Solve $\lfloor \sqrt x +\sqrt{x+1}+\sqrt{x+2}\rfloor=x$

$$\lfloor \sqrt x +\sqrt{x+1}+\sqrt{x+2}\rfloor=x$$ I tried to solve this equation. First thing is $\lfloor \sqrt x +\sqrt{x+1}+\sqrt{x+2}\rfloor \in \mathbb{Z} $ so $x \in \mathbb{Z}$
second $$\sqrt x +\sqrt{x+1}+\sqrt{x+2} \geq \sqrt 0 +\sqrt{0+1}+\sqrt{0+2} \\\to x \in \mathbb{N}$$ so we can check $x=1,2,3,4,5,6,7,8,9,\ldots$ by a MATLAB program. I checked the natural numbers to find solution. I found $x=8,9$ worked here.
Now my question is about somehow an analytical solving of the equation, or another idea. Can any one help me? Thanks in advance.

Solution 1:

You can use inequalities to simplify your problem.

Since $\lfloor x \rfloor \le x$. Therefore we've

\begin{align} x&= \lfloor \sqrt x+\sqrt {x+1}+\sqrt{x+2} \rfloor \\ &\le \sqrt x+\sqrt {x+1}+\sqrt{x+2} \\ &\le 3\sqrt {x+2}\\ \end{align}

$$\implies x^2 \le 9(x+2) \; ; x \in \mathbb Z$$

This gives us the range $x \in [-1,10] \tag1$.

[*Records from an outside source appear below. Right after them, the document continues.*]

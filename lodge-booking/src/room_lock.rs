use lodge_core::{CoreError, CoreResult, ReservationStore};
use lodge_shared::{NewRoomLock, RoomLock};
use std::sync::Arc;
use tracing::{debug, warn};
use uuid::Uuid;

/// Time-bounded, date-ranged holds on rooms.
///
/// Non-overlap of live locks is enforced by the backing store on insert;
/// this type never reads availability before writing.
pub struct RoomLockStore<S> {
    store: Arc<S>,
}

impl<S> Clone for RoomLockStore<S> {
    fn clone(&self) -> Self {
        Self {
            store: Arc::clone(&self.store),
        }
    }
}

impl<S: ReservationStore> RoomLockStore<S> {
    pub fn new(store: Arc<S>) -> Self {
        Self { store }
    }

    /// Insert one lock inside the caller's transaction.
    pub async fn create_lock(
        &self,
        tx: &mut S::Tx,
        booking_id: Uuid,
        lock: &NewRoomLock,
    ) -> CoreResult<RoomLock> {
        if lock.booking_id != booking_id {
            return Err(CoreError::ConflictBookingRooms);
        }

        match self.store.create_room_lock(tx, lock).await {
            Ok(created) => {
                debug!(
                    booking_id = %booking_id,
                    room_id = %created.room_id,
                    expires_at = %created.expires_at,
                    "room lock acquired"
                );
                Ok(created)
            }
            Err(e @ CoreError::RoomLockAlreadyExist { .. }) => {
                warn!(booking_id = %booking_id, room_id = %lock.room_id, "room already held for overlapping dates");
                Err(e)
            }
            Err(e) => Err(e),
        }
    }

    /// Insert one lock per room. Every lock must belong to `booking_id`;
    /// that is checked for the whole batch before anything is written.
    pub async fn create_locks(
        &self,
        tx: &mut S::Tx,
        booking_id: Uuid,
        locks: &[NewRoomLock],
    ) -> CoreResult<Vec<RoomLock>> {
        if locks.iter().any(|l| l.booking_id != booking_id) {
            return Err(CoreError::ConflictBookingRooms);
        }

        let mut created = Vec::with_capacity(locks.len());
        for lock in locks {
            created.push(self.create_lock(tx, booking_id, lock).await?);
        }
        Ok(created)
    }

    /// Keep the booking's rooms reserved for good once it is confirmed. The
    /// holds are switched off, their stays keep blocking other bookings.
    pub async fn confirm(&self, tx: &mut S::Tx, booking_id: Uuid) -> CoreResult<u64> {
        match self.store.confirm_locks(tx, booking_id).await {
            Ok(confirmed) => {
                debug!(booking_id = %booking_id, confirmed, "room locks confirmed");
                Ok(confirmed)
            }
            Err(e @ CoreError::RoomLockAlreadyExist { .. }) => {
                warn!(booking_id = %booking_id, error = %e, "room taken after the hold lapsed");
                Err(e)
            }
            Err(e) => Err(e),
        }
    }

    /// Release every lock of the booking. Calling it twice is harmless.
    pub async fn deactivate(&self, tx: &mut S::Tx, booking_id: Uuid) -> CoreResult<u64> {
        let released = self.store.deactivate_locks(tx, booking_id).await?;
        debug!(booking_id = %booking_id, released, "room locks deactivated");
        Ok(released)
    }
}
use async_trait::async_trait;
use lodge_core::{CoreError, CoreResult, RoomCatalog};
use rust_decimal::Decimal;
use sqlx::PgPool;
use uuid::Uuid;

/// Reads nightly prices from the hotel catalog's `room` table.
pub struct PgRoomCatalog {
    pool: PgPool,
}

impl PgRoomCatalog {
    pub fn new(pool: PgPool) -> Self {
        Self { pool }
    }
}

#[async_trait]
impl RoomCatalog for PgRoomCatalog {
    async fn get_room_price(&self, room_id: Uuid) -> CoreResult<Decimal> {
        let price: Option<Decimal> = sqlx::query_scalar("SELECT price FROM room WHERE id = $1")
            .bind(room_id)
            .fetch_optional(&self.pool)
            .await
            .map_err(|e| {
                tracing::error!(error = %e, %room_id, "room price lookup failed");
                CoreError::InternalServer(e.to_string())
            })?;

        price.ok_or_else(|| CoreError::Validation(format!("room {} not found in catalog", room_id)))
    }
}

Also $\lfloor x \rfloor \ge x-1$. Therefore we've

\begin{align} x&= \lfloor \sqrt x+\sqrt {x+1}+\sqrt{x+2} \rfloor \\ &\ge \sqrt x+\sqrt {x+1}+\sqrt{x+2} \color{red}{-1}\\ &\ge 3\sqrt {x}-1\\ \end{align}

$$\implies x+1 \ge 3\sqrt x$$

$$\implies x^2-7x+1\ge 0 \, ; x \in \mathbb Z$$

This gives us $x \in (-\infty, 0]\cup [7,\infty)\tag2$

Taking intersection of $(1)$ and $(2)$, and taking care of domain, I.e. $x\ge 0$, we get

$$\color{blue}{x \in \{0,7,8,9,10\}}$$

Now you can check for $x=0,7,8,9,10$, which is quite easy now.

Solution 2:

This is a little plodding, but $x\in\mathbb{Z}$ and $x\ge0$ (required in order for $\sqrt x$ to be real) tells us

$$x\ge\lfloor\sqrt0+\sqrt1+\sqrt2\rfloor=\lfloor2.414\rfloor=2$$

which tells us

$$x\ge\lfloor\sqrt2+\sqrt3+\sqrt4\rfloor=\lfloor5.145\rfloor=5$$

which tells us

$$x\ge\lfloor\sqrt5+\sqrt6+\sqrt7\rfloor=\lfloor7.331\rfloor=7$$

which tells us

$$x\ge\lfloor\sqrt7+\sqrt8+\sqrt9\rfloor=\lfloor8.474\rfloor=8$$

Finally, we see that if $x\ge10$, then the function $f(x)=\sqrt x+\sqrt{x+1}+\sqrt{x+2}-x$ is negative, since $f(10)=-0.056997...$ and

$$f'(x)={1\over2\sqrt x}+{1\over2\sqrt{x+1}}+{1\over2\sqrt{x+2}}-1\lt{3\over2\sqrt 9}-1=-{1\over2}\lt0$$

so we cannot have $x\le\sqrt x+\sqrt{x+1}+\sqrt{x+2}$, which is required in order to have $x=\lfloor\sqrt x+\sqrt{x+1}+\sqrt{x+2}\rfloor$, for $x\ge10$. This leaves the two possibilities $x=8$ and $9$, which do solve the equation.

Solution 3:

First solve the real inequalities $$ x \le \sqrt{x}+\sqrt{x+1}+\sqrt{x+2} < x+1 \tag{1}$$ Solution of $x = \sqrt{x}+\sqrt{x+1}+\sqrt{x+2}$ is numerically $9.8956$ and solution of $x = \sqrt{x}+\sqrt{x+1}+\sqrt{x+2}=x+1$ is numerically $7.9813$. So solution of (1) is $$ 7.9813 < x \le 9.8956 $$ Finally, assume $x$ is an integer. We get $x=8$ or $x=9$.